This is called Powerback, most aircraft can do it, but it is not done very often.

In a jet aircraft, the three main problems are:

  • Reverse thrust tends to throw a lot of debris into the air because the exhaust is deflected to the sides and up and down too. This debris can damage the engine itself, other things on and around the aircraft or injure someone on the ramp. It is less of a problem for aircraft with tail-mounted engines (so DC-9s often used powerback), but that engine configuration is not used as much any more in transport aircraft, as it is less aerodynamically efficient.
  • A related problem is that the compressor might suck in its own hot exhaust gases. This might lead to temperature-induced damages in the last (high-pressure) stages of the compressor and health issues for passengers, since the air conditioning system works with bleed air from the compressor.
  • Reverse thrust is rather inefficient on jet engines, so it uses a lot of fuel.
  • As Casey mentioned in the comment below, the pilot has to be careful using the brakes during powerback: the main wheels are very close behind the centre of gravity, so harder braking can lift the nose wheel, causing the pilot to lose control and even causing damage to the tail if it hits the ground (“tail-tipping”).
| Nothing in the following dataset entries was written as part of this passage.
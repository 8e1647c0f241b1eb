//! Dataset import and generation.
//!
//! The leader of each shard reads a line-per-transaction hex dataset at
//! startup and routes each transfer into the intra-shard or cross-shard
//! pool. The same type generates the dataset at testnet bootstrap.

use crate::types::{new_transfer_tx_must_len, transfer_bytes, transfer_from_bytes};
use crate::BankError;
use lattice_types::RangeList;
use rand::rngs::StdRng;
use rand::{Rng, SeedableRng};
use std::collections::BTreeMap;
use std::io::BufRead;
use std::path::Path;
use tracing::{info, warn};

/// Keys touched per generated transfer (half sources, half sinks).
const TRANSFER_SIZE: usize = 4;
/// Fixed on-wire length generated transfers are padded to.
const MUST_LEN: usize = 512;
/// Distinct accounts per shard prefix.
const ACCOUNTS_PER_SHARD: usize = 100_000;
/// Fraction of generated transfers that touch several shards.
const CROSS_SHARD_RATIO: f64 = 0.8;
/// Fixed key length of generated accounts.
const ACCOUNT_KEY_LEN: usize = 32;

/// A sink for imported transactions, implemented by the mempool.
pub trait TxSink {
    /// Admit one raw transaction.
    fn add_tx(&self, tx: Vec<u8>) -> Result<(), String>;
}

/// Reads the dataset into the mempools, or generates one.
pub struct Importer<'a> {
    mempool: Option<&'a dyn TxSink>,
    cross_shard_mempool: Option<&'a dyn TxSink>,
    range_lists: BTreeMap<String, RangeList>,
    my_chain: String,
    enabled: bool,
    rng: StdRng,
}

impl<'a> Importer<'a> {
    /// An importer wired to the two pools of a replica. Only the leader
    /// enables it.
    pub fn new(
        mempool: &'a dyn TxSink,
        cross_shard_mempool: &'a dyn TxSink,
        my_chain: impl Into<String>,
        range_lists: BTreeMap<String, RangeList>,
        enabled: bool,
    ) -> Self {
        Self {
            mempool: Some(mempool),
            cross_shard_mempool: Some(cross_shard_mempool),
            range_lists,
            my_chain: my_chain.into(),
            enabled,
            rng: StdRng::from_entropy(),
        }
    }

    /// A generator-only importer used at testnet bootstrap.
    pub fn for_generator(range_lists: BTreeMap<String, RangeList>) -> Self {
        Self {
            mempool: None,
            cross_shard_mempool: None,
            range_lists,
            my_chain: String::new(),
            enabled: true,
            rng: StdRng::from_entropy(),
        }
    }

    /// Read the dataset file and route its transactions.
    pub fn start(&self, dataset_path: &Path) -> Result<(), BankError> {
        if !self.enabled {
            return Ok(());
        }
        let file = std::fs::File::open(dataset_path)
            .map_err(|e| BankError::Encoding(format!("dataset open: {e}")))?;
        let reader = std::io::BufReader::new(file);

        let mut imported = 0usize;
        let mut skipped = 0usize;
        for line in reader.lines() {
            let line = line.map_err(|e| BankError::Encoding(format!("dataset read: {e}")))?;
            if line.is_empty() {
                continue;
            }
            let tx_bytes =
                hex::decode(&line).map_err(|e| BankError::Encoding(format!("dataset hex: {e}")))?;
            let tx = transfer_from_bytes(&tx_bytes)?;

            if !tx.shards.iter().any(|s| s == &self.my_chain) {
                skipped += 1;
                continue;
            }
            let sink = if tx.shards.len() == 1 {
                self.mempool
            } else {
                self.cross_shard_mempool
            };
            if let Some(sink) = sink {
                if let Err(e) = sink.add_tx(tx_bytes) {
                    warn!(error = %e, "dataset transaction rejected");
                    continue;
                }
            }
            imported += 1;
        }
        info!(imported, skipped, "dataset import finished");
        Ok(())
    }

    /// Generate `per_shard` transfers per shard, hex-encoded one per
    /// line, padded to a fixed length.
    pub fn generate_txs(&mut self, per_shard: usize) -> Vec<String> {
        let prefixes: Vec<String> = self
            .range_lists
            .values()
            .map(|rl| rl.start_key().to_string())
            .collect();
        let count = self.range_lists.len() * per_shard;
        (0..count).map(|_| self.generate_one(&prefixes)).collect()
    }

    fn generate_one(&mut self, prefixes: &[String]) -> String {
        let accounts = if self.rng.gen::<f64>() < CROSS_SHARD_RATIO {
            self.generate_accounts(prefixes, TRANSFER_SIZE)
        } else {
            let prefix = prefixes[self.rng.gen_range(0..prefixes.len())].clone();
            self.generate_accounts(&[prefix], TRANSFER_SIZE)
        };

        // The participating shards, sorted and unique by construction
        // of the BTreeMap iteration.
        let shards: Vec<String> = self
            .range_lists
            .iter()
            .filter(|(_, rl)| accounts.iter().any(|a| rl.search(a)))
            .map(|(id, _)| id.clone())
            .collect();

        let mid = TRANSFER_SIZE / 2;
        let money = vec![1u32; mid];
        let tx = new_transfer_tx_must_len(
            accounts[..mid].to_vec(),
            money.clone(),
            accounts[mid..].to_vec(),
            money,
            shards,
            MUST_LEN,
        );
        hex::encode(transfer_bytes(&tx))
    }

    fn generate_accounts(&mut self, prefixes: &[String], k: usize) -> Vec<String> {
        let mut out: Vec<String> = Vec::with_capacity(k);
        while out.len() < k {
            let prefix = &prefixes[self.rng.gen_range(0..prefixes.len())];
            let num = self.rng.gen_range(1..=ACCOUNTS_PER_SHARD);
            let digits = num.to_string();
            let fill = ACCOUNT_KEY_LEN.saturating_sub(prefix.len() + digits.len());
            let account = format!("{}{}{}", prefix, "0".repeat(fill), digits);
            if !out.contains(&account) {
                out.push(account);
            }
        }
        out
    }
}

#[cfg(test)]
mod tests {
    use super::*;
    use std::io::Write;
    use std::sync::Mutex;

    #[derive(Default)]
    struct Collect(Mutex<Vec<Vec<u8>>>);

    impl TxSink for Collect {
        fn add_tx(&self, tx: Vec<u8>) -> Result<(), String> {
            self.0.lock().unwrap().push(tx);
            Ok(())
        }
    }

    fn range_lists() -> BTreeMap<String, RangeList> {
        let mut out = BTreeMap::new();
        out.insert("s1".to_string(), RangeList::from_compact("10,11").unwrap());
        out.insert("s2".to_string(), RangeList::from_compact("20,21").unwrap());
        out
    }

    #[test]
    fn test_generated_txs_parse_and_route() {
        let mut generator = Importer::for_generator(range_lists());
        let lines = generator.generate_txs(20);
        assert_eq!(lines.len(), 40);

        for line in &lines {
            let bytes = hex::decode(line).unwrap();
            assert!(bytes.len() >= MUST_LEN);
            let tx = transfer_from_bytes(&bytes).unwrap();
            assert_eq!(tx.from.len(), TRANSFER_SIZE / 2);
            assert!(!tx.shards.is_empty());
            // Shard list is sorted and unique.
            let mut sorted = tx.shards.clone();
            sorted.sort();
            sorted.dedup();
            assert_eq!(sorted, tx.shards);
            // Every account has the fixed key length and maps to a
            // listed shard.
            for account in tx.from.iter().chain(tx.to.iter()) {
                assert_eq!(account.len(), ACCOUNT_KEY_LEN);
                let lists = range_lists();
                let shard = lists
                    .iter()
                    .find(|(_, rl)| rl.search(account))
                    .map(|(id, _)| id.clone())
                    .unwrap();
                assert!(tx.shards.contains(&shard));
            }
        }
    }

    #[test]
    fn test_dataset_import_routes_by_shard_count() {
        let dir = tempfile::tempdir().unwrap();
        let path = dir.path().join("dataset.txt");

        let mut generator = Importer::for_generator(range_lists());
        let lines = generator.generate_txs(25);
        let mut file = std::fs::File::create(&path).unwrap();
        for line in &lines {
            writeln!(file, "{}", line).unwrap();
        }

        let intra = Collect::default();
        let cross = Collect::default();
        let importer = Importer::new(&intra, &cross, "s1", range_lists(), true);
        importer.start(&path).unwrap();

        for tx_bytes in intra.0.lock().unwrap().iter() {
            let tx = transfer_from_bytes(tx_bytes).unwrap();
            assert_eq!(tx.shards, vec!["s1".to_string()]);
        }
        for tx_bytes in cross.0.lock().unwrap().iter() {
            let tx = transfer_from_bytes(tx_bytes).unwrap();
            assert!(tx.shards.len() > 1);
            assert!(tx.shards.contains(&"s1".to_string()));
        }
    }

    #[test]
    fn test_disabled_importer_is_a_noop() {
        let intra = Collect::default();
        let cross = Collect::default();
        let importer = Importer::new(&intra, &cross, "s1", range_lists(), false);
        importer.start(Path::new("/nonexistent")).unwrap();
        assert!(intra.0.lock().unwrap().is_empty());
    }
}
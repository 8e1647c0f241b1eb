//! The state transition loop: propose, validate, vote, exchange, commit.

use crate::state::Bandwidth;
use crate::{ConsensusError, Progress, Proposal, State};
use lattice_p2p::{ChannelId, MessageType, Sender};
use lattice_types::{
    now_ms, to_wire, Block, BlockHeader, CommitCertificate, CommitCertificateCore,
    CommitIntention, CrossShardMessage, ExecutionResponse, Hash, IntentionBrief, OutputTxsProof,
    PartSet, ProofOfIntention, Signer, Txs, Vote,
};
use parking_lot::Mutex;
use std::sync::Arc;
use tracing::{debug, info, warn};

/// The replica's position in the per-view protocol.
#[derive(Debug, Clone, Copy, PartialEq, Eq)]
pub enum Step {
    /// Awaiting block parts; verify and vote on completion.
    Validator,
    /// Leader awaiting its own quorum of votes.
    LeaderVote,
    /// Leader holding a QC, awaiting every peer shard's message.
    LeaderWait,
}
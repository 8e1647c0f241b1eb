//! The wire envelope and its channel / message-type tags.

use crate::P2pError;
use serde::{Deserialize, Serialize};

/// Channel an envelope is dispatched on.
#[derive(Debug, Clone, Copy, PartialEq, Eq, Hash)]
pub enum ChannelId {
    /// Consensus state machine traffic.
    ConsensusState = 1,
    /// Intra-shard transaction import.
    Mempool = 2,
    /// Cross-shard transaction import.
    CrossShardMempool = 3,
}

impl TryFrom<u8> for ChannelId {
    type Error = P2pError;

    fn try_from(value: u8) -> Result<Self, Self::Error> {
        match value {
            1 => Ok(ChannelId::ConsensusState),
            2 => Ok(ChannelId::Mempool),
            3 => Ok(ChannelId::CrossShardMempool),
            other => Err(P2pError::UnknownChannel(other)),
        }
    }
}

/// Discriminator for the payload carried inside an envelope.
#[derive(Debug, Clone, Copy, PartialEq, Eq, Hash)]
pub enum MessageType {
    /// A block part.
    Part = 1,
    /// A signed part-set proposal.
    Proposal = 2,
    /// A cross-shard message.
    CrossShardMessage = 3,
    /// A consensus vote.
    Vote = 4,
    /// A bank insert transaction.
    TxInsert = 5,
    /// A bank transfer transaction.
    TxTransfer = 6,
}

impl TryFrom<u32> for MessageType {
    type Error = P2pError;

    fn try_from(value: u32) -> Result<Self, Self::Error> {
        match value {
            1 => Ok(MessageType::Part),
            2 => Ok(MessageType::Proposal),
            3 => Ok(MessageType::CrossShardMessage),
            4 => Ok(MessageType::Vote),
            5 => Ok(MessageType::TxInsert),
            6 => Ok(MessageType::TxTransfer),
            other => Err(P2pError::UnknownMessageType(other)),
        }
    }
}

/// One JSON line on the TCP stream.
#[derive(Debug, Clone, PartialEq, Eq, Serialize, Deserialize)]
pub struct Envelope {
    /// Dispatch channel.
    #[serde(rename = "Channel_id")]
    pub channel_id: u8,

    /// Base64-encoded payload bytes.
    #[serde(rename = "Message", with = "b64")]
    pub message: Vec<u8>,

    /// Payload discriminator.
    #[serde(rename = "MessageType")]
    pub message_type: u32,
}

impl Envelope {
    /// Build an envelope.
    pub fn new(channel: ChannelId, message: Vec<u8>, message_type: MessageType) -> Self {
        Self {
            channel_id: channel as u8,
            message,
            message_type: message_type as u32,
        }
    }

    /// Encode as one newline-terminated JSON line.
    pub fn encode_line(&self) -> Vec<u8> {
        let mut line =
            serde_json::to_vec(self).expect("envelope serialization should never fail");
        line.push(b'\n');
        line
    }

    /// Decode from one JSON line (without the trailing newline).
    pub fn decode_line(line: &[u8]) -> Result<Self, P2pError> {
        serde_json::from_slice(line).map_err(|e| P2pError::Envelope(e.to_string()))
    }
}

mod b64 {
    use base64::engine::general_purpose::STANDARD;
    use base64::Engine as _;
    use serde::{Deserialize, Deserializer, Serializer};

    pub fn serialize<S: Serializer>(bytes: &[u8], serializer: S) -> Result<S::Ok, S::Error> {
        serializer.serialize_str(&STANDARD.encode(bytes))
    }

    pub fn deserialize<'de, D: Deserializer<'de>>(deserializer: D) -> Result<Vec<u8>, D::Error> {
        let encoded = String::deserialize(deserializer)?;
        STANDARD
            .decode(encoded.as_bytes())
            .map_err(serde::de::Error::custom)
    }
}

#[cfg(test)]
mod tests {
    use super::*;

    #[test]
    fn test_envelope_line_roundtrip() {
        let envelope = Envelope::new(
            ChannelId::ConsensusState,
            vec![0, 1, 2, 0xff],
            MessageType::Vote,
        );
        let line = envelope.encode_line();
        assert_eq!(*line.last().unwrap(), b'\n');

        let decoded = Envelope::decode_line(&line[..line.len() - 1]).unwrap();
        assert_eq!(decoded, envelope);
    }

    #[test]
    fn test_envelope_field_names() {
        let envelope = Envelope::new(ChannelId::Mempool, b"x".to_vec(), MessageType::TxTransfer);
        let json = String::from_utf8(serde_json::to_vec(&envelope).unwrap()).unwrap();

        assert!(json.contains("\"Channel_id\":2"));
        assert!(json.contains("\"MessageType\":6"));
        assert!(json.contains("\"Message\":\"eA==\""));
    }

    #[test]
    fn test_unknown_tags_rejected() {
        assert!(ChannelId::try_from(9).is_err());
        assert!(MessageType::try_from(0).is_err());
        assert!(MessageType::try_from(7).is_err());
    }
}
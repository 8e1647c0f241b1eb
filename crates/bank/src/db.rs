//! The bank's view of the key-value store during one execution pass.

use crate::types::{marshal_value, unmarshal_value, FREE, INIT_BALANCE, W_LOCKED};
use crate::BankError;
use lattice_store::PrefixStore;
use lattice_types::RangeList;
use std::collections::HashMap;

/// Store access scoped to one execution pass.
///
/// Local keys (inside the shard's range list) read and write through the
/// store, auto-initialising on first read. Foreign keys resolve against
/// the retain map loaded from relayed balance snapshots and are
/// write-discarded, so a replayed cross-shard transfer only touches the
/// keys this shard owns.
pub struct BankDb<'a> {
    store: &'a PrefixStore,
    range: &'a RangeList,
    retain: HashMap<String, u32>,
}

impl<'a> BankDb<'a> {
    /// A fresh view with an empty retain map.
    pub fn new(store: &'a PrefixStore, range: &'a RangeList) -> Self {
        Self {
            store,
            range,
            retain: HashMap::new(),
        }
    }

    /// Whether this shard owns `key`.
    pub fn is_local(&self, key: &str) -> bool {
        self.range.search(key)
    }

    /// Read (balance, lock byte), auto-initialising missing local keys.
    pub fn get(&mut self, key: &str) -> Result<(u32, u8), BankError> {
        if self.is_local(key) {
            match self.store.get(key.as_bytes())? {
                Some(bytes) if !bytes.is_empty() => unmarshal_value(&bytes, key),
                _ => {
                    self.set(key, INIT_BALANCE, FREE)?;
                    Ok((INIT_BALANCE, FREE))
                }
            }
        } else if let Some(&balance) = self.retain.get(key) {
            Ok((balance, FREE))
        } else {
            Err(BankError::KeyUnknownShard {
                key: key.to_string(),
            })
        }
    }

    /// Write a local key's value; writes to foreign keys are dropped.
    pub fn set(&mut self, key: &str, money: u32, locked: u8) -> Result<(), BankError> {
        if !self.is_local(key) {
            return Ok(());
        }
        self.store
            .set(key.as_bytes(), &marshal_value(money, locked))?;
        Ok(())
    }

    /// Load a foreign balance into the retain map.
    pub fn load_data(&mut self, key: &str, balance: u32) {
        self.retain.insert(key.to_string(), balance);
    }

    /// Drop the retain map.
    pub fn clear(&mut self) {
        self.retain.clear();
    }

    /// W-lock a local key, initialising it if missing.
    pub fn w_lock(&mut self, key: &str) -> Result<(), BankError> {
        let (money, _) = self.get(key)?;
        self.set(key, money, W_LOCKED)
    }

    /// Release a local key's lock, keeping its balance.
    pub fn w_unlock(&mut self, key: &str) -> Result<(), BankError> {
        let (money, _) = self.get(key)?;
        self.set(key, money, FREE)
    }
}

#[cfg(test)]
mod tests {
    use super::*;
    use lattice_store::Database;

    fn setup() -> (tempfile::TempDir, PrefixStore, RangeList) {
        let dir = tempfile::tempdir().unwrap();
        let db = Database::open(dir.path()).unwrap();
        let store = db.prefix("abci.minibank");
        let mut range = RangeList::new();
        range.add_range("a", "m");
        (dir, store, range)
    }

    #[test]
    fn test_missing_local_key_auto_initialises() {
        let (_dir, store, range) = setup();
        let mut db = BankDb::new(&store, &range);

        assert_eq!(db.get("alice").unwrap(), (INIT_BALANCE, FREE));
        // The initialisation persisted.
        assert!(store.get(b"alice").unwrap().is_some());
    }

    #[test]
    fn test_lock_unlock_cycle() {
        let (_dir, store, range) = setup();
        let mut db = BankDb::new(&store, &range);

        db.w_lock("bob").unwrap();
        assert_eq!(db.get("bob").unwrap(), (INIT_BALANCE, W_LOCKED));

        db.w_unlock("bob").unwrap();
        assert_eq!(db.get("bob").unwrap(), (INIT_BALANCE, FREE));
    }

    #[test]
    fn test_foreign_key_reads_from_retain_map() {
        let (_dir, store, range) = setup();
        let mut db = BankDb::new(&store, &range);

        assert!(matches!(
            db.get("zebra"),
            Err(BankError::KeyUnknownShard { .. })
        ));

        db.load_data("zebra", 777);
        assert_eq!(db.get("zebra").unwrap(), (777, FREE));

        // Foreign writes are discarded.
        db.set("zebra", 1, FREE).unwrap();
        assert!(store.get(b"zebra").unwrap().is_none());

        db.clear();
        assert!(db.get("zebra").is_err());
    }
}
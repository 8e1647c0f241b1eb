//! The seam between consensus and the application.
//!
//! Consensus owns a reference to the application; the mempool validates
//! through the same trait. Nothing below this trait points back up, which
//! keeps the consensus / mempool / application references one-way.

use crate::{Hash, Txs};

/// Result code of executing one transaction.
#[derive(Debug, Clone, Copy, PartialEq, Eq)]
pub enum ReceiptCode {
    /// Executed and applied.
    Ok,
    /// Payload failed to decode.
    EncodingError,
    /// Rejected; state unchanged for this transaction.
    Abort,
}

/// Per-transaction execution receipt.
#[derive(Debug, Clone)]
pub struct ExecutionReceipt {
    /// Outcome.
    pub code: ReceiptCode,

    /// Human-readable reason on abort.
    pub info: String,

    /// The raw transaction this receipt is for.
    pub raw_tx: Vec<u8>,
}

impl ExecutionReceipt {
    /// An OK receipt for a transaction.
    pub fn ok(raw_tx: Vec<u8>) -> Self {
        Self {
            code: ReceiptCode::Ok,
            info: String::new(),
            raw_tx,
        }
    }

    /// An abort receipt carrying the reason.
    pub fn abort(raw_tx: Vec<u8>, info: impl Into<String>) -> Self {
        Self {
            code: ReceiptCode::Abort,
            info: info.into(),
            raw_tx,
        }
    }

    /// Whether the transaction was applied.
    pub fn is_ok(&self) -> bool {
        self.code == ReceiptCode::Ok
    }
}

/// Result of executing one block's transactions.
#[derive(Debug, Clone, Default)]
pub struct ExecutionResponse {
    /// Receipts for the intra-shard transactions, in order.
    pub receipts: Vec<ExecutionReceipt>,

    /// Per-destination-shard relay payloads produced by pre-executing
    /// the cross-shard transactions, aligned with the canonical shard
    /// order.
    pub op_txs: Vec<Txs>,

    /// Receipts for the cross-shard transactions, in order.
    pub cross_shard_receipts: Vec<ExecutionReceipt>,
}

/// The application behind consensus.
pub trait AbciApp: Send + Sync {
    /// Whether a raw transaction is admissible to the given mempool.
    fn validate_tx(&self, tx: &[u8], is_cross_shard: bool) -> bool;

    /// Execute a committed block: relay receipts first, then intra-shard
    /// transactions, then pre-execution of the new cross-shard batch.
    fn execution(&self, ptxs: &Txs, cross_shard_txs: &Txs, commit_txs: &[Txs])
        -> ExecutionResponse;

    /// Current application state commitment.
    fn commit(&self) -> Hash;
}
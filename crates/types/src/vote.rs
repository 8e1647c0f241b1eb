//! Consensus votes and aggregated quorum votes.

use crate::{to_wire, vote_message, Hash, SignerBitfield};
use serde::{Deserialize, Serialize};

/// Stance of a vote.
#[derive(Debug, Clone, Copy, PartialEq, Eq, Serialize, Deserialize)]
pub enum VoteCode {
    /// The voter accepts the proposal.
    Ok = 1,
    /// The voter rejects the proposal.
    Reject = 2,
}

/// A single validator's vote on a proposed block.
///
/// Slot 0 of `necessary_data` carries the previous block's hash, which
/// chains the quorum certificate to the voter's view of history.
#[derive(Debug, Clone, PartialEq, Eq, Serialize, Deserialize)]
pub struct Vote {
    /// Stance.
    pub code: VoteCode,

    /// View this vote belongs to.
    pub view: u64,

    /// Round within the view.
    pub round: u32,

    /// Hash of the block being voted on.
    pub for_hash: Hash,

    /// Auxiliary byte strings committed by the signature.
    pub necessary_data: Vec<Vec<u8>>,

    /// BLS signature over `sign_bytes()`.
    pub signature: Vec<u8>,

    /// Index of the voter in the shard's validator set.
    pub validator_index: u32,
}

impl Vote {
    /// Create an unsigned OK vote.
    pub fn new(
        view: u64,
        round: u32,
        for_hash: Hash,
        necessary_data: Vec<Vec<u8>>,
        validator_index: u32,
    ) -> Self {
        Self {
            code: VoteCode::Ok,
            view,
            round,
            for_hash,
            necessary_data,
            signature: Vec::new(),
            validator_index,
        }
    }

    /// Whether this is an OK vote.
    pub fn is_ok(&self) -> bool {
        self.code == VoteCode::Ok
    }

    /// Set the stance to OK.
    pub fn set_ok(&mut self) {
        self.code = VoteCode::Ok;
    }

    /// Set the stance to reject.
    pub fn set_reject(&mut self) {
        self.code = VoteCode::Reject;
    }

    /// The bytes a validator signs: the identity and signature fields are
    /// excluded, so the signature alone proves who voted.
    pub fn sign_bytes(&self) -> Vec<u8> {
        vote_message(
            self.code,
            self.view,
            self.round,
            &self.for_hash,
            &self.necessary_data,
        )
    }

    /// Wire encoding.
    pub fn wire_bytes(&self) -> Vec<u8> {
        to_wire(self)
    }

    /// Hash over the wire encoding.
    pub fn hash(&self) -> Hash {
        Hash::from_bytes(&self.wire_bytes())
    }

    /// The previous-block hash carried in slot 0 of the necessary data.
    pub fn last_hash(&self) -> Hash {
        self.necessary_data
            .first()
            .and_then(|d| Hash::from_digest(d))
            .unwrap_or(Hash::ZERO)
    }

    /// Install the previous-block hash in slot 0 of the necessary data.
    pub fn set_last_hash(&mut self, hash: Hash) {
        let bytes = hash.as_bytes().to_vec();
        if self.necessary_data.is_empty() {
            self.necessary_data.push(bytes);
        } else {
            self.necessary_data[0] = bytes;
        }
    }

    /// Promote this vote to an aggregated vote with the given bitfield.
    pub fn into_aggregated(self, signers: SignerBitfield) -> AggregatedVote {
        AggregatedVote {
            code: self.code,
            view: self.view,
            round: self.round,
            for_hash: self.for_hash,
            necessary_data: self.necessary_data,
            signature: self.signature,
            signer_indexer: signers,
        }
    }
}

/// A 2/3-weighted quorum of votes, aggregated into one BLS signature.
///
/// The set bits of `signer_indexer` name the validators whose individual
/// signatures were aggregated; the sum of their weights meets the quorum
/// threshold.
#[derive(Debug, Clone, PartialEq, Eq, Serialize, Deserialize)]
pub struct AggregatedVote {
    /// Stance the quorum agreed on.
    pub code: VoteCode,

    /// View of the aggregated votes.
    pub view: u64,

    /// Round of the aggregated votes.
    pub round: u32,

    /// Hash of the block the quorum voted on.
    pub for_hash: Hash,

    /// Auxiliary byte strings shared by the aggregated votes.
    pub necessary_data: Vec<Vec<u8>>,

    /// Aggregated BLS signature.
    pub signature: Vec<u8>,

    /// Which validators contributed to the signature.
    pub signer_indexer: SignerBitfield,
}

impl AggregatedVote {
    /// Whether the quorum accepted the proposal.
    pub fn is_ok(&self) -> bool {
        self.code == VoteCode::Ok
    }

    /// The common message all contributors signed.
    pub fn sign_bytes(&self) -> Vec<u8> {
        vote_message(
            self.code,
            self.view,
            self.round,
            &self.for_hash,
            &self.necessary_data,
        )
    }

    /// Wire encoding.
    pub fn wire_bytes(&self) -> Vec<u8> {
        to_wire(self)
    }

    /// Hash over the wire encoding.
    pub fn hash(&self) -> Hash {
        Hash::from_bytes(&self.wire_bytes())
    }

    /// The previous-block hash carried in slot 0 of the necessary data.
    pub fn last_hash(&self) -> Hash {
        self.necessary_data
            .first()
            .and_then(|d| Hash::from_digest(d))
            .unwrap_or(Hash::ZERO)
    }

    /// Install the previous-block hash in slot 0 of the necessary data.
    pub fn set_last_hash(&mut self, hash: Hash) {
        let bytes = hash.as_bytes().to_vec();
        if self.necessary_data.is_empty() {
            self.necessary_data.push(bytes);
        } else {
            self.necessary_data[0] = bytes;
        }
    }
}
So a tug is both cheaper and safer.

In propeller aircraft, reverse is more efficient and does not throw up as much debris, so it is sometimes used. But a tug is still preferred because transport aircraft don't have any rear visibility, so the pilots can't see where they are taxiing. With tug the driver can see behind the aircraft, and a ground marshaller walks along side each wingtip with an intercom connected to the plane.

Lastly, since aircraft are able to turn almost on the spot using differential braking and thrust and 180-degree nosewheel steering, at airports with few facilities there is generally enough space around the aircraft to permit the pilot to reverse out easily.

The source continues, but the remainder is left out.